MR

Knowledge Representation

Basic Definitions

  • Taxonomy:

    • Derived from Greek words "taxis" (arrangement) and "nomos" (law). A taxonomy is a classification or categorization of a complex system.

    • Examples include the ACM Computing Classification System and the Mathematics Subject Classification.

  • Knowledgebase (KB):

    • A technology used to store complex structured and unstructured information for use by a computer system.

    • In effort to move away from just keyword matching, search engines added AI techniques

    • Distinguished from a regular database.

    • A knowledge-based system consists of:

      • A knowledgebase representing facts about the world.

      • An inference engine that can reason about these facts, deduce new ones, or highlight inconsistencies using rules and logic.

    • Examples include Freebase, Google's Knowledge Graph, Apple's Siri, and IBM's Watson.

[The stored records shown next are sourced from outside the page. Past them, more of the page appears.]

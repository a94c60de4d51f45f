use num_complex::Complex64;

use crate::error::{check_shape, Error, Result};
use crate::sequence::Sequence;

/// Received signal, indexed by `(event, repetition, coil)`. Entries of events
/// without an active ADC are zero.
#[derive(Debug, Clone, PartialEq)]
pub struct Signal {
    n_events: usize,
    n_reps: usize,
    n_coils: usize,
    adc: Vec<bool>,
    data: Vec<Complex64>,
}

impl Signal {
    pub(crate) fn zeros(seq: &Sequence, n_coils: usize) -> Self {
        let n_events = seq.n_events();
        let n_reps = seq.n_reps();
        let adc = seq.repetitions().flatten().map(|e| e.adc_active).collect();
        Self {
            n_events,
            n_reps,
            n_coils,
            adc,
            data: vec![Complex64::new(0.0, 0.0); n_events * n_reps * n_coils],
        }
    }

    /// Wraps samples measured on a real scanner so they can be reconstructed
    /// like simulated ones. `samples` holds the ADC samples in acquisition
    /// order, all coils of a sample next to each other.
    pub fn from_adc_samples(seq: &Sequence, n_coils: usize, samples: &[Complex64]) -> Result<Self> {
        if n_coils == 0 {
            return Err(Error::InvalidParameter {
                name: "n_coils",
                reason: "at least one receive coil is needed".to_owned(),
            });
        }
        check_shape("measured ADC samples", seq.adc_count() * n_coils, samples.len())?;
        let mut signal = Self::zeros(seq, n_coils);
        let adc_events = (0..signal.adc.len()).filter(|&i| signal.adc[i]).collect::<Vec<_>>();
        for (i, coils) in adc_events.into_iter().zip(samples.chunks(n_coils)) {
            signal.data[i * n_coils..(i + 1) * n_coils].copy_from_slice(coils);
        }
        Ok(signal)
    }

    pub fn n_events(&self) -> usize {
        self.n_events
    }

    pub fn n_reps(&self) -> usize {
        self.n_reps
    }

    pub fn n_coils(&self) -> usize {
        self.n_coils
    }

    pub fn len(&self) -> usize {
        self.data.len()
    }

    pub fn is_empty(&self) -> bool {
        self.data.is_empty()
    }

    pub(crate) fn offset(&self, event: usize, rep: usize) -> usize {
        (rep * self.n_events + event) * self.n_coils
    }

    pub fn get(&self, event: usize, rep: usize, coil: usize) -> Complex64 {
        assert!(event < self.n_events && rep < self.n_reps && coil < self.n_coils);
        self.data[self.offset(event, rep) + coil]
    }

    pub fn is_sampled(&self, event: usize, rep: usize) -> bool {
        self.adc[rep * self.n_events + event]
    }

    /// All ADC samples of one coil in acquisition order.
    pub fn adc_trace(&self, coil: usize) -> Vec<Complex64> {
        assert!(coil < self.n_coils);
        self.adc
            .iter()
            .enumerate()
            .filter(|&(_, &active)| active)
            .map(|(i, _)| self.data[i * self.n_coils + coil])
            .collect()
    }

    pub(crate) fn data(&self) -> &[Complex64] {
        &self.data
    }

    pub(crate) fn data_mut(&mut self) -> &mut [Complex64] {
        &mut self.data
    }

    /// The signal must come from a sequence with the same shape and ADC mask.
    pub(crate) fn check_matches(&self, seq: &Sequence) -> Result<()> {
        check_shape("signal events", seq.n_events(), self.n_events)?;
        check_shape("signal repetitions", seq.n_reps(), self.n_reps)?;
        let mismatch = seq
            .repetitions()
            .flatten()
            .zip(&self.adc)
            .position(|(event, &sampled)| event.adc_active != sampled);
        match mismatch {
            Some(i) => Err(Error::AdcMaskMismatch {
                event: i % self.n_events,
                rep: i / self.n_events,
            }),
            None => Ok(()),
        }
    }
}

#[cfg(test)]
mod tests {
    use super::*;
    use crate::sequence::SequenceClass;
    use assert2::check;

    #[test]
    fn measured_samples_are_placed_on_adc_events() {
        let mut seq = Sequence::new(3, 2, SequenceClass::GradientEcho).unwrap();
        seq.set_adc_mask(&[false, true, true]).unwrap();
        let samples: Vec<_> = (0..8).map(|i| Complex64::new(i as f64, 0.0)).collect();

        check!(Signal::from_adc_samples(&seq, 2, &samples[..7]).is_err());
        let signal = Signal::from_adc_samples(&seq, 2, &samples).unwrap();

        check!(signal.get(0, 0, 0) == Complex64::new(0.0, 0.0));
        check!(signal.get(1, 0, 1) == Complex64::new(1.0, 0.0));
        check!(signal.get(2, 1, 0) == Complex64::new(6.0, 0.0));
        check!(signal.adc_trace(1).iter().map(|s| s.re).collect::<Vec<_>>() == vec![1.0, 3.0, 5.0, 7.0]);
        check!(signal.is_sampled(1, 1));
        check!(!signal.is_sampled(0, 1));
        check!(signal.check_matches(&seq).is_ok());
    }
}
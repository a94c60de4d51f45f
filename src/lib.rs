//! Simulates the MR signal of a 2D phantom and reconstructs images from it.
//! The API is split into a few independent pieces that only meet at plain
//! data types:
//!
//! - a [`Phantom`] holds the tissue maps, a [`SpinEnsemble`] the isochromat
//!   offsets used to model intra-voxel dephasing,
//! - a [`Sequence`] is a table of events (pulses, gradient moments, timing
//!   and ADC samples), built by hand or imported from a pulseq file,
//! - the [`Scanner`] turns those into a [`Signal`],
//! - the [`Reconstructor`] turns a signal back into [`Image`]s.
//!
//! ```no_run
//! use mrtwin::{Phantom, Reconstructor, RecoMode, Scanner, SimConfig, SpinEnsemble};
//! use mrtwin::sequence::pulseq::{from_pulseq_file, ImportOptions};
//!
//! # fn main() -> mrtwin::Result<()> {
//! let phantom = Phantom::new(32, 32)?;
//! let spins = SpinEnsemble::cauchy(64, phantom.voxel_count(), 50.0, 0.99)?;
//! let seq = from_pulseq_file("gre.seq", &ImportOptions::default())?;
//!
//! let signal = Scanner::new(SimConfig::default()).forward(&phantom, &spins, &seq)?;
//! let images = Reconstructor::for_phantom(&phantom).reconstruct(&signal, &seq, RecoMode::Auto)?;
//! # Ok(())
//! # }
//! ```

pub mod config;
pub mod error;
pub mod phantom;
pub mod reco;
pub mod sequence;
pub mod simulate;
pub mod spins;
pub mod util;

pub use config::SimConfig;
pub use error::{Error, Result};
pub use phantom::{Phantom, Voxel};
pub use reco::{Image, RecoMode, Reconstructor};
pub use sequence::{Event, Sequence, SequenceClass};
pub use simulate::{Scanner, Signal};
pub use spins::SpinEnsemble;
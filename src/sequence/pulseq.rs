//! Import of pulseq sequences into the event descriptor. A new repetition
//! starts at the center of every RF pulse. The pulse itself becomes a zero
//! duration RF event, every ADC sample becomes one event that ends on the
//! sample, and a final event runs up to the center of the next pulse.
//! Repetitions with fewer samples are padded with null events.

use std::path::Path;

use pulseq_rs::Gradient;

use super::{Event, RfUsage, Sequence, SequenceClass, REFOCUSING_THRESHOLD};
use crate::error::{Error, Result};
use crate::util::{Rotation, Spin};

#[derive(Debug, Clone, Copy)]
pub struct ImportOptions {
    /// Field of view in x and y, converts gradient moments from `1 / m` to
    /// cycles per FOV. Unit: `m`
    pub fov: (f64, f64),
    pub class: SequenceClass,
}

impl Default for ImportOptions {
    fn default() -> Self {
        Self {
            fov: (1.0, 1.0),
            class: SequenceClass::GradientEcho,
        }
    }
}

pub fn from_pulseq_file<P: AsRef<Path>>(path: P, options: &ImportOptions) -> Result<Sequence> {
    let path = path.as_ref();
    if !path.exists() {
        return Err(Error::FileNotFound(path.to_owned()));
    }
    let seq =
        pulseq_rs::Sequence::from_file(path).map_err(|err| Error::Pulseq(format!("{err:?}")))?;
    from_pulseq(&seq, options)
}

pub fn from_pulseq(seq: &pulseq_rs::Sequence, options: &ImportOptions) -> Result<Sequence> {
    let source = PulseqSource::new(seq);
    let pulses = source.pulses();
    let samples = source.adc_samples();

    assemble(
        &pulses,
        &samples,
        source.duration(),
        |t_start, t_end| {
            let [mx, my] = source.gradient_moment(t_start, t_end);
            [mx * options.fov.0, my * options.fov.1]
        },
        options.class,
    )
}

/// An RF pulse collapsed into a single rotation.
#[derive(Debug, Clone, Copy)]
pub(crate) struct PulseSpan {
    pub start: f64,
    pub end: f64,
    pub angle: f64,
    pub phase: f64,
}

impl PulseSpan {
    fn center(&self) -> f64 {
        0.5 * (self.start + self.end)
    }
}

#[derive(Debug, Clone, Copy)]
pub(crate) struct AdcSample {
    pub time: f64,
    pub phase: f64,
}

/// Builds the repetitions. `moment(t_start, t_end)` must return the gradient
/// moment between two time points in cycles per FOV.
pub(crate) fn assemble<F>(
    pulses: &[PulseSpan],
    samples: &[AdcSample],
    duration: f64,
    moment: F,
    class: SequenceClass,
) -> Result<Sequence>
where
    F: Fn(f64, f64) -> [f64; 2],
{
    let mut reps = Vec::with_capacity(pulses.len());
    let mut sample_idx = samples.partition_point(|s| s.time < pulses.first().map_or(0.0, |p| p.center()));
    if sample_idx > 0 {
        tracing::debug!("Ignoring {sample_idx} ADC samples before the first pulse");
    }

    for (i, pulse) in pulses.iter().enumerate() {
        let rep_start = pulse.center();
        let rep_end = pulses.get(i + 1).map_or(duration, PulseSpan::center);

        let mut events = vec![Event {
            flip_angle: pulse.angle,
            rf_phase: pulse.phase,
            rf_usage: if pulse.angle.abs() < REFOCUSING_THRESHOLD {
                RfUsage::Excitation
            } else {
                RfUsage::Refocusing
            },
            ..Event::null()
        }];

        let mut t = rep_start;
        while let Some(sample) = samples.get(sample_idx).filter(|s| s.time < rep_end) {
            events.push(Event {
                gradient_moment: moment(t, sample.time),
                duration: sample.time - t,
                adc_active: true,
                adc_phase: sample.phase - std::f64::consts::FRAC_PI_2,
                ..Event::null()
            });
            t = sample.time;
            sample_idx += 1;
        }

        events.push(Event {
            gradient_moment: moment(t, rep_end),
            duration: (rep_end - t).max(0.0),
            ..Event::null()
        });
        reps.push(events);
    }

    let n_events = reps.iter().map(Vec::len).max().unwrap_or(0);
    for rep in &mut reps {
        rep.resize(n_events, Event::null());
    }
    tracing::debug!(
        "Imported {} repetitions with {} events each",
        reps.len(),
        n_events
    );

    Sequence::from_repetitions(reps, class)
}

    • Google's Knowledge Graph accused of taking away traffic from Wikipedia, as it often provided direct answers that users previously had to click through to Wikipedia to find.

Inference Engine

  • Component of system that applied logical rules to KB to deduce new info

  • Dynamic and ongoing — each new fact can trigger new rules across engine

  • Works in 2 modes:

    • Forward chaining: starts with known facts and asserts new facts

      • Most common

      • “P implied Q”

    • Backward chaining: start with goals and words backward to determine what facts must be asserted so goal can be achieved

  • Cycles through 3 sequential steps: match rules, select rules, execute rules

    • Rule execution can result in new facts or goals added to KB, which will trigger cycle to repeat.

    • Cycle continues until no new rules can be matches

Binary Relations & Instances

  • Binary relations with type signature:

    • hasAdvisor: Person x Person

    • bornOn: Person x Date

  • Instances of above binary relations

    • hasAdvisor(Jim, Mike)

    • bornOn(Maya, 2000-02-02)

Knowledgebases and Search Engines

  • Search engines use knowledgebases to enhance the display of search results, moving beyond simple keyword matching.

  • The representation of knowledge in a knowledgebase is based on an object model.

    • Object Model: objects/concepts are organized into classes, which are arranged in a generalized hierarchy.The most generic concept is at the top; the most specific is at the bottom.

    • Includes classes, subclasses, and instances.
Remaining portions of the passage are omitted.